Habituation to test room

On arrival (week 1 of the study) pigs were given individual ear tags and then left undisturbed (except for cleaning and feeding) for three days. During weeks 1–2 the pigs were gradually habituated to human contact, moving to the Test Room and spending time on the load platform. They were initially introduced to the room in a group of six and food treats were available throughout. Over a period of days, the group sizes were reduced and time periods increased until each pig was spending at least 5 minutes alone on the platform.

Testing

The aim of this study was to generate recordings of a large number of Defence Cascade events and then, using all these events, to compare metrics generated by different measurement techniques in order to establish the validity of computer vision measures of the DC response. To this end pigs were tested repeatedly to generate the dataset of recordings. Testing was carried out when the pigs were relatively young and light (weeks 3–5 of the study; 9–11 weeks of age; 20–40 kg) and subsequently when they approached slaughter weight (weeks 11–13 of the study; 17–19 weeks of age; 50–80 kg). In each phase, each pig received three Standard test sessions and one Kinematic test session. One pig had to be excluded from two sessions due to illness, thus giving 94 sessions in total.
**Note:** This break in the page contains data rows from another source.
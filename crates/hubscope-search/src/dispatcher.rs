//! Selection dispatcher and dependent load state.
//!
//! `commit` is the single entry point for both pointer clicks and keyboard
//! Enter. The duplicate-fetch guard makes recommitting the currently
//! selected candidate a no-op — unless the previous dependent load failed,
//! in which case the recommit is the retry affordance and bypasses the
//! guard.

use hubscope_core::{Candidate, Repo};

/// Identity of one dependent load, minted per accepted commit.
///
/// A load that was superseded by a later commit carries a stale token and
/// its result is discarded on arrival.
#[derive(Debug, Clone, Copy, PartialEq, Eq, Hash)]
pub struct LoadToken(u64);

/// Lifecycle of the dependent load for the committed candidate.
#[derive(Debug, Clone, Copy, PartialEq, Eq)]
pub enum LoadStatus {
    /// Nothing committed yet.
    Idle,
    /// Fetch in flight.
    Loading,
    /// Repos populated.
    Loaded,
    /// Fetch failed; `error` holds a user-visible message.
    Failed,
}

/// Dependent load state; one instance alive at a time.
#[derive(Debug, Clone, PartialEq, Eq)]
pub struct RepoLoad {
    /// Candidate the load belongs to.
    pub candidate: Option<Candidate>,
    /// Current lifecycle stage.
    pub status: LoadStatus,
    /// Loaded repositories (empty unless `Loaded`).
    pub repos: Vec<Repo>,
    /// User-visible failure message (set only when `Failed`).
    pub error: Option<String>,
}

impl Default for RepoLoad {
    fn default() -> Self {
        Self {
            candidate: None,
            status: LoadStatus::Idle,
            repos: Vec::new(),
            error: None,
        }
    }
}

/// Outcome of a commit attempt.
#[derive(Debug, Clone, Copy, PartialEq, Eq)]
pub enum CommitOutcome {
    /// Same candidate, prior load healthy — no fetch.
    Duplicate,
    /// Fetch the dependent list, reporting back with this token.
    Fetch(LoadToken),
}

/// Owns the committed selection and its dependent load.
#[derive(Debug, Clone, Default)]
pub struct SelectionDispatcher {
    selected: Option<Candidate>,
    load: RepoLoad,
    seq: u64,
    current: Option<LoadToken>,
}

impl SelectionDispatcher {
    /// Create a dispatcher with nothing selected.
    #[must_use]
    pub fn new() -> Self {
        Self::default()
    }

    /// Commit a candidate.
    ///
    /// Returns [`CommitOutcome::Duplicate`] when the candidate is already
    /// selected and the prior load did not fail; otherwise replaces the
    /// selection, resets the load to `Loading`, and returns the token the
    /// fetch must report back with.
    pub fn commit(&mut self, candidate: &Candidate) -> CommitOutcome {
        let is_same = self.selected.as_ref().is_some_and(|s| s.id == candidate.id);
        if is_same && self.load.status != LoadStatus::Failed {
            return CommitOutcome::Duplicate;
        }

        self.selected = Some(candidate.clone());
        self.seq += 1;
        let token = LoadToken(self.seq);
        self.current = Some(token);
        self.load = RepoLoad {
            candidate: Some(candidate.clone()),
            status: LoadStatus::Loading,
            repos: Vec::new(),
            error: None,
        };
        CommitOutcome::Fetch(token)
    }

    /// Apply a successful dependent load; `false` means the token was stale.
    pub fn apply_loaded(&mut self, token: LoadToken, repos: Vec<Repo>) -> bool {
        if self.current != Some(token) {
            return false;
        }
        self.load.status = LoadStatus::Loaded;
        self.load.repos = repos;
        self.load.error = None;
        true
    }

    /// Apply a failed dependent load; `false` means the token was stale.
    ///
    /// Previously loaded rows are cleared so status and data stay
    /// consistent; the host retries by recommitting the candidate.
    pub fn apply_failed(&mut self, token: LoadToken, detail: &str) -> bool {
        if self.current != Some(token) {
            return false;
        }
        let login = self
            .load
            .candidate
            .as_ref()
            .map_or("user", |c| c.login.as_str());
        self.load.error = Some(format!(
            "Failed to load repositories for {login}: {detail}. Please try again."
        ));
        self.load.status = LoadStatus::Failed;
        self.load.repos = Vec::new();
        true
    }

    /// The committed candidate, if any.
    pub fn selected(&self) -> Option<&Candidate> {
        self.selected.as_ref()
    }

    /// The dependent load state.
    pub fn load(&self) -> &RepoLoad {
        &self.load
    }
}

#[cfg(test)]
mod tests {
    use super::*;

    fn octocat() -> Candidate {
        Candidate::new(583231, "octocat")
    }

    #[test]
    fn first_commit_fetches() {
        let mut dispatcher = SelectionDispatcher::new();
        let outcome = dispatcher.commit(&octocat());
        assert!(matches!(outcome, CommitOutcome::Fetch(_)));
        assert_eq!(dispatcher.load().status, LoadStatus::Loading);
        assert_eq!(dispatcher.selected().map(|c| c.id), Some(583231));
    }

    #[test]
    fn recommit_after_success_is_duplicate() {
        let mut dispatcher = SelectionDispatcher::new();
        let CommitOutcome::Fetch(token) = dispatcher.commit(&octocat()) else {
            panic!("first commit must fetch");
        };
        assert!(dispatcher.apply_loaded(token, Vec::new()));
        assert_eq!(dispatcher.commit(&octocat()), CommitOutcome::Duplicate);
        assert_eq!(dispatcher.load().status, LoadStatus::Loaded);
    }

    #[test]
    fn recommit_while_loading_is_duplicate() {
        let mut dispatcher = SelectionDispatcher::new();
        dispatcher.commit(&octocat());
        assert_eq!(dispatcher.commit(&octocat()), CommitOutcome::Duplicate);
    }

    #[test]
    fn recommit_after_failure_refetches() {
        let mut dispatcher = SelectionDispatcher::new();
        let CommitOutcome::Fetch(token) = dispatcher.commit(&octocat()) else {
            panic!("first commit must fetch");
        };
        assert!(dispatcher.apply_failed(token, "status 500"));
        assert_eq!(dispatcher.load().status, LoadStatus::Failed);
        assert!(matches!(
            dispatcher.commit(&octocat()),
            CommitOutcome::Fetch(_)
        ));
        assert_eq!(dispatcher.load().status, LoadStatus::Loading);
        assert!(dispatcher.load().error.is_none());
    }

    #[test]
    fn different_candidate_replaces_load() {
        let mut dispatcher = SelectionDispatcher::new();
        let CommitOutcome::Fetch(first) = dispatcher.commit(&octocat()) else {
            panic!("first commit must fetch");
        };
        let other = Candidate::new(2, "hubber");
        assert!(matches!(
            dispatcher.commit(&other),
            CommitOutcome::Fetch(_)
        ));
        // The superseded load's result is now stale.
        assert!(!dispatcher.apply_loaded(first, Vec::new()));
        assert_eq!(dispatcher.load().status, LoadStatus::Loading);
        assert_eq!(
            dispatcher.load().candidate.as_ref().map(|c| c.id),
            Some(2)
        );
    }

    #[test]
    fn failure_clears_previously_loaded_rows() {
        let mut dispatcher = SelectionDispatcher::new();
        let CommitOutcome::Fetch(token) = dispatcher.commit(&octocat()) else {
            panic!("first commit must fetch");
        };
        let repo = Repo {
            id: 1,
            name: "hello".into(),
            full_name: "octocat/hello".into(),
            description: None,
            html_url: String::new(),
            stargazers_count: 0,
            forks_count: 0,
            language: None,
            updated_at: String::new(),
            private: false,
        };
        assert!(dispatcher.apply_loaded(token, vec![repo]));
        let CommitOutcome::Fetch(retry) = dispatcher.commit(&Candidate::new(2, "hubber")) else {
            panic!("new candidate must fetch");
        };
        assert!(dispatcher.apply_failed(retry, "status 500"));
        assert!(dispatcher.load().repos.is_empty());
        let message = dispatcher.load().error.as_deref().unwrap_or("");
        assert!(message.contains("hubber"), "message names the login: {message}");
    }

    #[test]
    fn stale_failure_is_discarded() {
        let mut dispatcher = SelectionDispatcher::new();
        let CommitOutcome::Fetch(first) = dispatcher.commit(&octocat()) else {
            panic!("first commit must fetch");
        };
        dispatcher.commit(&Candidate::new(2, "hubber"));
        assert!(!dispatcher.apply_failed(first, "timeout"));
        assert_eq!(dispatcher.load().status, LoadStatus::Loading);
        assert!(dispatcher.load().error.is_none());
    }
}
//! Routing status report.
//!
//! A read-only projection of the global and project configs for humans (and,
//! with `--json`, for scripts). Annotations on routing rules come from calling
//! the resolver, so the report always agrees with `mmr resolve`.

mod display;


use crate::config::{EngineDescriptor, GlobalConfig, ProjectConfig, ValidationMode};
use crate::router::{self, Resolution, ResolutionSource};
use serde::Serialize;
use std::path::{Path, PathBuf};

/// Everything `mmr status` shows.
#[derive(Debug, Clone, Serialize)]
pub struct StatusReport {
    pub enabled: bool,
    /// Effective fallback engine.
    pub default_engine: String,
    pub validation: ValidationMode,
    pub config_path: PathBuf,
    pub engines: Vec<EngineRow>,
    pub routing_rules: Vec<RuleRow>,
    /// Present when the project config has an `mmr` section.
    #[serde(skip_serializing_if = "Option::is_none")]
    pub project: Option<ProjectSection>,
}

/// One configured engine.
#[derive(Debug, Clone, Serialize)]
pub struct EngineRow {
    pub name: String,
    #[serde(flatten)]
    pub descriptor: EngineDescriptor,
}

/// One global routing rule and what it resolves to with overrides applied.
#[derive(Debug, Clone, Serialize)]
pub struct RuleRow {
    pub agent_type: String,
    /// Engine named by the global rule.
    pub engine: String,
    /// Engine `mmr resolve <agent_type>` would print.
    pub effective: String,
    #[serde(skip_serializing_if = "Option::is_none")]
    pub annotation: Option<Annotation>,
}

/// Why a rule's effective engine differs from the rule itself.
#[derive(Debug, Clone, PartialEq, Eq, Serialize)]
#[serde(tag = "kind", rename_all = "snake_case")]
pub enum Annotation {
    /// Project per-agent override in effect.
    ProjectOverride { engine: String },
    /// Project default override in effect.
    ProjectDefault { engine: String },
    /// A candidate was rejected and the fallback used instead.
    UnknownEngine { engine: String, fallback: String },
}

impl Annotation {
    fn from_resolution(resolution: &Resolution) -> Option<Self> {
        if let Some(rejected) = &resolution.rejected {
            return Some(Annotation::UnknownEngine {
                engine: rejected.engine.clone(),
                fallback: resolution.engine.clone(),
            });
        }

        match resolution.source {
            ResolutionSource::ProjectAgentOverride => Some(Annotation::ProjectOverride {
                engine: resolution.engine.clone(),
            }),
            ResolutionSource::ProjectDefaultOverride => Some(Annotation::ProjectDefault {
                engine: resolution.engine.clone(),
            }),
            _ => None,
        }
    }
}

/// The project's `mmr` section.
#[derive(Debug, Clone, Serialize)]
pub struct ProjectSection {
    #[serde(skip_serializing_if = "Option::is_none")]
    pub override_engine: Option<String>,
    pub agent_overrides: Vec<OverrideRow>,
}

/// One per-agent project override.
#[derive(Debug, Clone, Serialize)]
pub struct OverrideRow {
    pub agent_type: String,
    pub engine: String,
}

impl StatusReport {
    /// Build the report from loaded configs.
    pub fn build(global: &GlobalConfig, project: Option<&ProjectConfig>, config_path: &Path) -> Self {
        let engines = global
            .engines
            .iter()
            .map(|(name, descriptor)| EngineRow {
                name: name.clone(),
                descriptor: descriptor.clone(),
            })
            .collect();

        let routing_rules = global
            .routing_rules
            .by_agent_type
            .iter()
            .map(|(agent_type, engine)| {
                let resolution = router::resolve(global, project, agent_type, None);
                RuleRow {
                    agent_type: agent_type.clone(),
                    engine: engine.clone(),
                    annotation: Annotation::from_resolution(&resolution),
                    effective: resolution.engine,
                }
            })
            .collect();

        let project = project
            .and_then(ProjectConfig::overrides)
            .map(|overrides| ProjectSection {
                override_engine: overrides.override_engine.clone(),
                agent_overrides: overrides
                    .agent_overrides
                    .iter()
                    .map(|(agent_type, engine)| OverrideRow {
                        agent_type: agent_type.clone(),
                        engine: engine.clone(),
                    })
                    .collect(),
            });

        Self {
            enabled: global.enabled,
            default_engine: global.fallback_engine().to_string(),
            validation: global.engine_validation,
            config_path: config_path.to_path_buf(),
            engines,
            routing_rules,
            project,
        }
    }

    /// Render the report as pretty-printed JSON.
    pub fn to_json(&self) -> serde_json::Result<String> {
        serde_json::to_string_pretty(self)
    }
}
During each Standard test session each pig was taken from its home pen to the Test Room and encouraged to enter the force-measuring pen with food treats. It was then given c.2.5 min to settle before the first test. During this time, the pig’s behaviour was observed live by PS and a ‘relaxed-tense’ score given using the rating scale shown in Table S1. A startling stimulus was then presented and the pig’s response was recorded for 30 s using the load platform, Kinect, fast-capture, and standard video cameras. Sessions comprised a maximum of 5 tests (stimulus presentations), each separated by c.5 min, after which the pig returned to its home pen.

During sessions 1 and 2, the startling stimulus was a remotely-activated bursting balloon next to the force pen. Pigs rapidly habituated to this stimulus and therefore, given the repeated testing required for this experiment in order to yield the dataset required for analysis (see above), it was deemed necessary to vary the stimulus for the remaining sessions to generate sufficient startle/freeze responses for a comparison of automated image analysis and ground-truth measures of these. In session 3 the bursting balloon was combined with a person either calling out or stepping out from behind a curtain. From session 4 onwards the stimulus was varied in each test, the stimuli used included; an unfamiliar researcher stepping out from behind a curtain, a bucket containing metal nuts being dropped, a model person being hoisted above the pig, an umbrella being opened towards them or a bin bag being waved.

During Kinematic test sessions in weeks 4 and 12, pigs were taken from their home pen to a small room where 10 mm passive reflective spherical markers were attached to their backs using double sided sticky tape. One was placed between the ears and three more were spaced down the spine. The final two markers were transverse to each other in the region of the sacroiliac joints; these identified the rear of the pig. Once markers were securely in place the pig was taken to the Test room and the test procedure continued in the same way as for Standard tests with all measures recorded as usual, plus kinematic data recorded for 15 s following each startling stimulus.

In total, 285 tests nested within 94 test sessions (each comprising up to 5 stimulus presentations) were carried out across both phases. Technical issues with some tests mean the final dataset for analysis was 280 tests.

Observations of behaviour from video recordings

Recordings from the standard video camera were coded by-eye using the Observer program81. Each video was examined in slow motion, multiple times to record the behaviour exhibited in response to the stimulus (Jump and fall, Jump away, Jump on spot, Spin to face, Side step, Head up, Head turn, Muscle ripple, Ear prick, Sniff at/approach stimulus, Freeze; see Table S2). Coding continued until an outcome behaviour (Flee, Slowly leave, Return to normal behaviour; see Table S2) occurred which always happened within 30 s of the startling stimulus. An Observer Startle Magnitude score of 0–4 (least to most intense) was generated from the coded behaviour according to a rating scale described in Table 1. A total Observer Freeze Duration (s) was also calculated. Any freezes that lasted less than a second were reviewed and those less than 0.4 s were re-classified as ‘no freeze’ because they did not show the tension/immobility required by our behavioural definition: ‘muscles tensed, whole body stationary, ears often pricked’.

Table 1 Classification of behaviour used to create the Observer Startle Magnitude Score.

Image analysis (IA) data

All IA measures were derived from the overhead fast capture camera (200 Hz frame rate) as it gave the clearest unobstructed view of the pig. A view from above is also likely to avoid obstructions such as pen walls, posts and other pigs under field conditions. To measure the magnitude of the startle response to the stimulus, accelerations of highly textured image regions were estimated using sparse feature tracking. For freeze durations, both speed and acceleration were extracted. Sparse feature tracking considers only the easiest regions to track and hence improves accuracy compared to dense feature tracking82. Birchfield’s implementation of the Kanade Lucas Tomasi tracker was utilised (KLT; https://cecas.clemson.edu/~stb/klt/), and tracked points are referred to as KLT points. Justification for using points rather than centroids is provided in the Supplementary Information.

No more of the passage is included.